In Henry J. Adkins v. State of Indiana, No. 20S03-0709-CR-374, the Supreme Court Wednesday upheld Henry Adkins' conviction of pointing a firearm as a Class D felony because during the trial he failed to bring up the issue of whether the gun was loaded or not. If it could be shown he pointed an unloaded gun, he would have been convicted only of a Class A misdemeanor.

Adkins presented an issue regarding the jury instructions, "... (I)f the State proved [all] of the elements of pointing a firearm, but the defendant proved by a preponderance of the evidence that the firearm was unloaded, then, and only then, may you find the defendant guilty of pointing an unloaded firearm."

Adkins contended the state, not the defendant, has the burden of proving the "unloaded" element.

Adkins is correct, the Supreme Court found, because it interpreted Indiana Code Section 35-47-4-3(b) to mean an unloaded gun is a mitigating factor that reduces a defendant's culpability from a felony to a misdemeanor, Justice Frank Sullivan wrote.

The high court compared the act of proving a gun was unloaded to the matter of establishing "sudden heat" in prosecutions of murder and held it applies with respect to Class A misdemeanor pointing a firearm.

If a defendant is charged with the Class D felony offense but wants to be convicted of the Class A misdemeanor, the defendant only bears the burden of placing the issue of whether the gun is unloaded when the state's evidence has failed to do so.

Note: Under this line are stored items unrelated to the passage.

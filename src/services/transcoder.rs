/// Media transcoding engine
///
/// Stateless transformation of a local input file into playback-ready
/// artifacts: probed metadata, a 1280x720 thumbnail frame, and per-resolution
/// HLS renditions behind a master playlist. Knows nothing about the Video
/// entity or object storage; retry policy belongs to the encode worker.
///
/// Mock mode (`media.enable_mock`) writes placeholder artifacts so the
/// pipeline is exercisable without ffmpeg installed.
use crate::config::MediaConfig;
use crate::error::{AppError, Result};
use serde_json::Value;
use std::path::Path;
use tokio::process::Command;
use tracing::debug;

/// Kbps per vertical resolution; unlisted resolutions fall back to 1400
pub fn bitrate_for(resolution: u32) -> u32 {
    match resolution {
        360 => 800,
        480 => 1400,
        720 => 2800,
        1080 => 5000,
        _ => 1400,
    }
}

/// Even-numbered 16:9 width for a vertical resolution (H.264 requires even
/// dimensions)
pub fn even_16x9_width(height: u32) -> u32 {
    let width = ((height as f64) * 16.0 / 9.0).round() as u32;
    width + (width % 2)
}

pub fn rendition_playlist_name(resolution: u32) -> String {
    format!("{resolution}p.m3u8")
}

pub fn segment_file_name(resolution: u32, index: u32) -> String {
    format!("{resolution}p_{index:03}.ts")
}

/// Master playlist listing one rendition per resolution
pub fn build_master_playlist(resolutions: &[u32]) -> String {
    let mut playlist = String::from("#EXTM3U\n#EXT-X-VERSION:3\n");
    for &resolution in resolutions {
        let bandwidth = bitrate_for(resolution) * 1000;
        let width = even_16x9_width(resolution);
        playlist.push_str(&format!(
            "#EXT-X-STREAM-INF:BANDWIDTH={bandwidth},RESOLUTION={width}x{resolution}\n"
        ));
        playlist.push_str(&rendition_playlist_name(resolution));
        playlist.push('\n');
    }
    playlist
}

/// Metadata extracted via ffprobe
#[derive(Debug, Clone)]
pub struct MediaInfo {
    pub duration_seconds: f64,
    pub width: u32,
    pub height: u32,
    pub codec: String,
    pub bitrate_kbps: u32,
}

#[derive(Clone)]
pub struct TranscodingEngine {
    cfg: MediaConfig,
}

impl TranscodingEngine {
    pub fn new(cfg: MediaConfig) -> Self {
        Self { cfg }
    }

    /// Extract container metadata; fails with `Probe` if the file is
    /// unreadable or not a decodable media container
    pub async fn probe_metadata(&self, input: &Path) -> Result<MediaInfo> {
        if !input.exists() {
            return Err(AppError::Probe(format!(
                "input not found: {}",
                input.display()
            )));
        }
        if self.cfg.enable_mock {
            return Ok(MediaInfo {
                duration_seconds: 30.0,
                width: 1280,
                height: 720,
                codec: "h264".into(),
                bitrate_kbps: 2500,
            });
        }

        let output = Command::new(&self.cfg.ffprobe_path)
            .args([
                "-v",
                "error",
                "-show_streams",
                "-show_format",
                "-of",
                "json",
            ])
            .arg(input)
            .output()
            .await
            .map_err(|e| AppError::Probe(format!("ffprobe spawn error: {e}")))?;

        if !output.status.success() {
            return Err(AppError::Probe(format!(
                "ffprobe failed: {}",
                String::from_utf8_lossy(&output.stderr).trim()
            )));
        }

        let json: Value = serde_json::from_slice(&output.stdout)
            .map_err(|e| AppError::Probe(format!("ffprobe json parse: {e}")))?;

        let mut width = 0u32;
        let mut height = 0u32;
        let mut codec = String::new();
        let mut bitrate_kbps = 0u32;

        if let Some(streams) = json.get("streams").and_then(|v| v.as_array()) {
            for stream in streams {
                if stream.get("codec_type").and_then(|v| v.as_str()) == Some("video") {
                    width = stream.get("width").and_then(|v| v.as_u64()).unwrap_or(0) as u32;
                    height = stream.get("height").and_then(|v| v.as_u64()).unwrap_or(0) as u32;
                    codec = stream
                        .get("codec_name")
                        .and_then(|v| v.as_str())
                        .unwrap_or("")
                        .to_string();
                    bitrate_kbps = stream
                        .get("bit_rate")
                        .and_then(|v| v.as_str())
                        .and_then(|s| s.parse::<u32>().ok())
                        .unwrap_or(0)
                        / 1000;
                }
            }
        }

        let duration_seconds = json
            .get("format")
            .and_then(|f| f.get("duration"))
            .and_then(|d| d.as_str())
            .and_then(|s| s.parse::<f64>().ok())
            .unwrap_or(0.0);

        if width == 0 || height == 0 || duration_seconds <= 0.0 {
            return Err(AppError::Probe(format!(
                "no decodable video stream in {}",
                input.display()
            )));
        }

        Ok(MediaInfo {
            duration_seconds,
            width,
            height,
            codec: if codec.is_empty() { "unknown".into() } else { codec },
            bitrate_kbps,
        })
    }

    /// Extract a single 1280x720 frame at `capture_at_percent` of duration
    pub async fn generate_thumbnail(
        &self,
        input: &Path,
        output: &Path,
        capture_at_percent: u32,
    ) -> Result<()> {
        if let Some(parent) = output.parent() {
            tokio::fs::create_dir_all(parent).await?;
        }
        if self.cfg.enable_mock {
            tokio::fs::write(output, b"").await?;
            return Ok(());
        }

        let info = self
            .probe_metadata(input)
            .await
            .map_err(|e| AppError::Thumbnail(e.to_string()))?;
        let capture_at = info.duration_seconds * f64::from(capture_at_percent) / 100.0;

        let status = Command::new(&self.cfg.ffmpeg_path)
            .args(["-y", "-ss", &format!("{capture_at:.2}"), "-i"])
            .arg(input)
            .args([
                "-frames:v",
                "1",
                "-vf",
                "scale=1280:720:force_original_aspect_ratio=decrease,\
                 pad=1280:720:(ow-iw)/2:(oh-ih)/2",
            ])
            .arg(output)
            .output()
            .await
            .map_err(|e| AppError::Thumbnail(format!("ffmpeg spawn error: {e}")))?;

        if !status.status.success() {
            return Err(AppError::Thumbnail(format!(
                "ffmpeg thumbnail failed: {}",
                String::from_utf8_lossy(&status.stderr).trim()
            )));
        }
        Ok(())
    }

    /// Produce one HLS rendition per requested vertical resolution plus a
    /// master playlist. A failing resolution aborts the whole run; callers
    /// must treat the partially written `out_dir` as invalid.
    pub async fn transcode_to_adaptive_hls(
        &self,
        input: &Path,
        out_dir: &Path,
        resolutions: &[u32],
    ) -> Result<()> {
        tokio::fs::create_dir_all(out_dir).await?;

        for &resolution in resolutions {
            self.transcode_rendition(input, out_dir, resolution).await?;
        }

        let master = build_master_playlist(resolutions);
        tokio::fs::write(out_dir.join("master.m3u8"), master).await?;
        Ok(())
    }

    async fn transcode_rendition(
        &self,
        input: &Path,
        out_dir: &Path,
        resolution: u32,
    ) -> Result<()> {
        let playlist = out_dir.join(rendition_playlist_name(resolution));
        let segment_pattern = out_dir.join(format!("{resolution}p_%03d.ts"));

        if self.cfg.enable_mock {
            tokio::fs::write(&playlist, mock_rendition_playlist(resolution)).await?;
            for index in 0..3 {
                tokio::fs::write(out_dir.join(segment_file_name(resolution, index)), b"").await?;
            }
            return Ok(());
        }

        let width = even_16x9_width(resolution);
        let bitrate = format!("{}k", bitrate_for(resolution));
        let segment_seconds = self.cfg.segment_seconds.to_string();

        debug!(resolution, %bitrate, "transcoding rendition");

        let output = Command::new(&self.cfg.ffmpeg_path)
            .args(["-y", "-i"])
            .arg(input)
            .args([
                "-vf",
                &format!("scale={width}:{resolution}"),
                "-c:v",
                "libx264",
                "-b:v",
                &bitrate,
                "-preset",
                "veryfast",
                "-c:a",
                "aac",
                "-b:a",
                "128k",
                "-hls_time",
                &segment_seconds,
                "-hls_playlist_type",
                "vod",
                "-hls_segment_filename",
            ])
            .arg(&segment_pattern)
            .arg(&playlist)
            .output()
            .await
            .map_err(|e| AppError::Transcode {
                resolution,
                message: format!("ffmpeg spawn error: {e}"),
            })?;

        if !output.status.success() {
            return Err(AppError::Transcode {
                resolution,
                message: String::from_utf8_lossy(&output.stderr).trim().to_string(),
            });
        }
        Ok(())
    }
}

fn mock_rendition_playlist(resolution: u32) -> String {
    let mut playlist = String::from(
        "#EXTM3U\n#EXT-X-VERSION:3\n#EXT-X-TARGETDURATION:6\n#EXT-X-PLAYLIST-TYPE:VOD\n",
    );
    for index in 0..3 {
        playlist.push_str("#EXTINF:6.0,\n");
        playlist.push_str(&segment_file_name(resolution, index));
        playlist.push('\n');
    }
    playlist.push_str("#EXT-X-ENDLIST\n");
    playlist
}

#[cfg(test)]
mod tests {
    use super::*;
    use uuid::Uuid;

    #[test]
    fn test_bitrate_table() {
        assert_eq!(bitrate_for(360), 800);
        assert_eq!(bitrate_for(480), 1400);
        assert_eq!(bitrate_for(720), 2800);
        assert_eq!(bitrate_for(1080), 5000);
        assert_eq!(bitrate_for(540), 1400);
    }

    #[test]
    fn test_widths_are_even_16x9() {
        assert_eq!(even_16x9_width(360), 640);
        assert_eq!(even_16x9_width(480), 854);
        assert_eq!(even_16x9_width(720), 1280);
        assert_eq!(even_16x9_width(1080), 1920);
        for height in [360, 480, 540, 720, 1080] {
            assert_eq!(even_16x9_width(height) % 2, 0);
        }
    }

    #[test]
    fn test_segment_and_playlist_names() {
        assert_eq!(rendition_playlist_name(480), "480p.m3u8");
        assert_eq!(segment_file_name(480, 7), "480p_007.ts");
        assert_eq!(segment_file_name(720, 123), "720p_123.ts");
    }

    #[test]
    fn test_master_playlist_format() {
        let master = build_master_playlist(&[360, 720]);
        assert!(master.starts_with("#EXTM3U\n"));
        assert!(master.contains("#EXT-X-STREAM-INF:BANDWIDTH=800000,RESOLUTION=640x360\n360p.m3u8\n"));
        assert!(master.contains("#EXT-X-STREAM-INF:BANDWIDTH=2800000,RESOLUTION=1280x720\n720p.m3u8\n"));
    }

    fn mock_engine() -> TranscodingEngine {
        let mut cfg = crate::config::MediaConfig::from_env();
        cfg.enable_mock = true;
        TranscodingEngine::new(cfg)
    }

    fn scratch_dir() -> std::path::PathBuf {
        std::env::temp_dir().join(format!("pawreel_test_{}", Uuid::new_v4()))
    }

    #[tokio::test]
    async fn test_mock_hls_output_layout() {
        let dir = scratch_dir();
        let input = dir.join("input.mp4");
        tokio::fs::create_dir_all(&dir).await.unwrap();
        tokio::fs::write(&input, b"").await.unwrap();

        let engine = mock_engine();
        engine
            .transcode_to_adaptive_hls(&input, &dir, &[360, 480, 720])
            .await
            .unwrap();

        assert!(dir.join("master.m3u8").exists());
        for resolution in [360, 480, 720] {
            assert!(dir.join(rendition_playlist_name(resolution)).exists());
            assert!(dir.join(segment_file_name(resolution, 0)).exists());
        }

        let master = tokio::fs::read_to_string(dir.join("master.m3u8")).await.unwrap();
        assert_eq!(master, build_master_playlist(&[360, 480, 720]));

        tokio::fs::remove_dir_all(&dir).await.unwrap();
    }

    #[tokio::test]
    async fn test_probe_missing_input_is_probe_error() {
        let engine = mock_engine();
        let err = engine
            .probe_metadata(Path::new("/nonexistent/clip.mp4"))
            .await
            .unwrap_err();
        assert!(matches!(err, AppError::Probe(_)));
    }

    #[tokio::test]
    async fn test_mock_thumbnail_written() {
        let dir = scratch_dir();
        let input = dir.join("input.mp4");
        let thumb = dir.join("thumb.jpg");
        tokio::fs::create_dir_all(&dir).await.unwrap();
        tokio::fs::write(&input, b"").await.unwrap();

        let engine = mock_engine();
        engine.generate_thumbnail(&input, &thumb, 10).await.unwrap();
        assert!(thumb.exists());

        tokio::fs::remove_dir_all(&dir).await.unwrap();
    }
}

Then, the state must prove beyond a reasonable doubt that the firearm was loaded.

In this case, however, Adkins never offered evidence to suggest the firearm was unloaded when he pointed it at another person. In fact, there is evidence to show the gun was loaded when he pointed it, because afterward, witnesses testified they heard gunshots when Adkins was outside. Because of this, the instruction given by the trial court constituted a harmless error, Justice Sullivan wrote.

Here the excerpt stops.